In “Che ora è?”, Mastroianni è un facoltoso avvocato romano, sui 60 anni, che decide di passare una giornata a Civitavecchia col figlio Michele (Massimo Troisi), che sta terminando il servizio militare. Michele, di temperamento chiuso e poco ambizioso, è infastidito dall'invadenza del padre che cerca di ingraziarselo con regali costosi per riempire i vuoti degli anni in cui è stato assente. Tra rabbia, battibecchi e ricongiungimenti, alla fine l’amore tra padre e figlio trionferà, grazie anche ad un vecchio orologio del nonno. Alla coppia Troisi/Mastroianni fu assegnata la Coppa Volpi per la Migliore interpretazione maschile e Troisi portò a casa anche il Premio Pasinetti. Da recuperare subito.
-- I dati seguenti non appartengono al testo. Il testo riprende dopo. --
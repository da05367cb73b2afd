//! Application state shared across views.

use std::sync::atomic::{AtomicBool, AtomicU64, Ordering};
use std::sync::{Arc, PoisonError, RwLock};

use tracing::debug;

use ddh_masale_core::seed::default_settings;
use ddh_masale_core::{BrandSettings, Email, Product, QuoteRequest, SessionUser};

use crate::backend::{AuthBackend, BackendError, RemoteStore, SupabaseClient};
use crate::config::StorefrontConfig;
use crate::error::AppError;
use crate::repository::{Loaded, ProductRepository, QuoteRepository, SettingsRepository};
use crate::services::auth::{AuthError, AuthSessionManager};
use crate::services::catalog::Catalog;
use crate::services::quote_workflow::QuoteController;
use crate::services::reviews::ReviewService;

// =============================================================================
// View Scope
// =============================================================================

/// Kind of data a view loads. Loads of different kinds never supersede
/// each other.
#[derive(Debug, Clone, Copy, PartialEq, Eq)]
pub enum LoadKind {
    Products,
    Settings,
}

/// Lifetime of a view that loads data.
///
/// A load started through a scope only lands if the view is still mounted
/// and no newer load of the same kind was started from the same scope.
#[derive(Debug, Clone)]
pub struct ViewScope {
    inner: Arc<ScopeInner>,
}

#[derive(Debug)]
struct ScopeInner {
    mounted: AtomicBool,
    products: AtomicU64,
    settings: AtomicU64,
}

impl Default for ViewScope {
    fn default() -> Self {
        Self::new()
    }
}

impl ViewScope {
    #[must_use]
    pub fn new() -> Self {
        Self {
            inner: Arc::new(ScopeInner {
                mounted: AtomicBool::new(true),
                products: AtomicU64::new(0),
                settings: AtomicU64::new(0),
            }),
        }
    }

    fn generation(&self, kind: LoadKind) -> &AtomicU64 {
        match kind {
            LoadKind::Products => &self.inner.products,
            LoadKind::Settings => &self.inner.settings,
        }
    }

    /// Start a load of `kind`, superseding any load of the same kind already
    /// in flight.
    #[must_use]
    pub fn begin_load(&self, kind: LoadKind) -> LoadTicket {
        let generation = self.generation(kind).fetch_add(1, Ordering::SeqCst) + 1;
        LoadTicket {
            scope: self.clone(),
            kind,
            generation,
        }
    }

    /// The view went away; every outstanding load is now stale.
    pub fn unmount(&self) {
        self.inner.mounted.store(false, Ordering::SeqCst);
    }

    #[must_use]
    pub fn is_mounted(&self) -> bool {
        self.inner.mounted.load(Ordering::SeqCst)
    }
}

/// Token for one load started from a [`ViewScope`].
#[derive(Debug)]
pub struct LoadTicket {
    scope: ViewScope,
    kind: LoadKind,
    generation: u64,
}

impl LoadTicket {
    /// Whether the result of this load may still be applied.
    #[must_use]
    pub fn is_current(&self) -> bool {
        self.scope.is_mounted()
            && self.scope.generation(self.kind).load(Ordering::SeqCst) == self.generation
    }
}

// =============================================================================
// App State
// =============================================================================

/// Application state shared across all views.
///
/// This struct is cheaply cloneable via `Arc` and owns the backend client,
/// the session manager, and the last loaded catalog and brand settings.
pub struct AppState<B> {
    inner: Arc<AppStateInner<B>>,
}

impl<B> Clone for AppState<B> {
    fn clone(&self) -> Self {
        Self {
            inner: Arc::clone(&self.inner),
        }
    }
}

struct AppStateInner<B> {
    backend: Arc<B>,
    auth: AuthSessionManager<B>,
    products: RwLock<Vec<Product>>,
    settings: RwLock<BrandSettings>,
}

impl AppState<SupabaseClient> {
    /// Create state backed by the configured Supabase project.
    ///
    /// # Errors
    ///
    /// Returns `BackendError` if the HTTP client cannot be built.
    pub fn from_config(config: &StorefrontConfig) -> Result<Self, BackendError> {
        let client = SupabaseClient::new(&config.supabase)?;
        Ok(Self::new(
            client,
            config.legacy_admin_email.clone(),
            config.oauth_redirect_url.clone(),
        ))
    }
}

impl<B: RemoteStore + AuthBackend> AppState<B> {
    /// Create state over `backend`, signed out, with an empty catalog and the
    /// default brand settings.
    #[must_use]
    pub fn new(
        backend: B,
        legacy_admin_email: Option<Email>,
        oauth_redirect_url: Option<url::Url>,
    ) -> Self {
        let backend = Arc::new(backend);
        let auth = AuthSessionManager::new(
            Arc::clone(&backend),
            legacy_admin_email,
            oauth_redirect_url,
        );

        Self {
            inner: Arc::new(AppStateInner {
                backend,
                auth,
                products: RwLock::new(Vec::new()),
                settings: RwLock::new(default_settings()),
            }),
        }
    }

    #[must_use]
    pub fn backend(&self) -> &B {
        &self.inner.backend
    }

    #[must_use]
    pub fn auth(&self) -> &AuthSessionManager<B> {
        &self.inner.auth
    }

    #[must_use]
    pub fn current_user(&self) -> Option<SessionUser> {
        self.inner.auth.current_user()
    }

    /// Last loaded products, inactive ones included.
    #[must_use]
    pub fn products(&self) -> Vec<Product> {
        self.inner
            .products
            .read()
            .unwrap_or_else(PoisonError::into_inner)
            .clone()
    }

    /// Replace the cached products after an edit.
    pub fn set_products(&self, products: Vec<Product>) {
        *self
            .inner
            .products
            .write()
            .unwrap_or_else(PoisonError::into_inner) = products;
    }

    #[must_use]
    pub fn settings(&self) -> BrandSettings {
        self.inner
            .settings
            .read()
            .unwrap_or_else(PoisonError::into_inner)
            .clone()
    }

    /// Replace the cached settings after an edit.
    pub fn set_settings(&self, settings: BrandSettings) {
        *self
            .inner
            .settings
            .write()
            .unwrap_or_else(PoisonError::into_inner) = settings;
    }

    /// Customer view of the cached products.
    #[must_use]
    pub fn catalog(&self) -> Catalog {
        Catalog::new(self.products())
    }

    // =========================================================================
    // Loading
    // =========================================================================

    /// Reload the catalog for a view.
    ///
    /// Returns `None`, leaving the cache untouched, if the result arrived
    /// after the view unmounted or a newer product load started.
    pub async fn refresh_products(&self, scope: &ViewScope) -> Option<Loaded<Vec<Product>>> {
        let ticket = scope.begin_load(LoadKind::Products);
        let loaded = ProductRepository::new(self.backend()).list().await;
        if !ticket.is_current() {
            debug!("Discarding stale product load");
            return None;
        }
        self.set_products(loaded.value.clone());
        Some(loaded)
    }

    /// Reload brand settings for a view. Stale results are discarded as in
    /// [`refresh_products`](Self::refresh_products).
    pub async fn refresh_settings(&self, scope: &ViewScope) -> Option<Loaded<BrandSettings>> {
        let ticket = scope.begin_load(LoadKind::Settings);
        let loaded = SettingsRepository::new(self.backend()).get().await;
        if !ticket.is_current() {
            debug!("Discarding stale settings load");
            return None;
        }
        self.set_settings(loaded.value.clone());
        Some(loaded)
    }

    // =========================================================================
    // Services
    // =========================================================================

    /// A quote workflow following this state's session.
    #[must_use]
    pub fn quote_controller(&self) -> QuoteController<B> {
        QuoteController::new(Arc::clone(&self.inner.backend), &self.inner.auth)
    }

    #[must_use]
    pub fn reviews(&self) -> ReviewService<'_, B> {
        ReviewService::new(self.backend())
    }

    /// Quote requests submitted by the signed-in user, newest first.
    ///
    /// # Errors
    ///
    /// Returns `AppError::Auth` if nobody is signed in.
    /// Returns `AppError::Persistence` if the read fails.
    pub async fn my_quotes(&self) -> Result<Vec<QuoteRequest>, AppError> {
        let user = self.current_user().ok_or(AuthError::NotSignedIn)?;
        Ok(QuoteRepository::new(self.backend())
            .list_for_user(&user.id)
            .await?)
    }
}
“Che strano chiamarsi Federico”(2013)

Che strano chiamarsi Federico” è l’ultimo film diretto da Scola, scritto con le figlie Paola e Silvia, dedicato al grande Federico Fellini. Presentato alla Mostra del Cinema di Venezia, fuori concorso, la pellicola è un omaggio fatto di materiale di repertorio, pezzi di film, interviste nei luoghi della loro gioventù, riprese fatte a casa di Fellini e al mitico Studio 5 di Cinecittà. Scola ha voluto dipingere uno straordinario quadro del suo amico, raccontando la loro amicizia, iniziata negli anni ‘50 al giornale “Marc’Aurelio”, e proseguita fino alla morte di Fellini. E’ una sorta di diario, narrato dalla splendida voce di Vittorio Viviani, pieno di vecchie glorie come Alberto Sordi, Marcello Mastroianni, Vittorio Gassman, Anna Magnani, che non può mancare alla vostra collezione.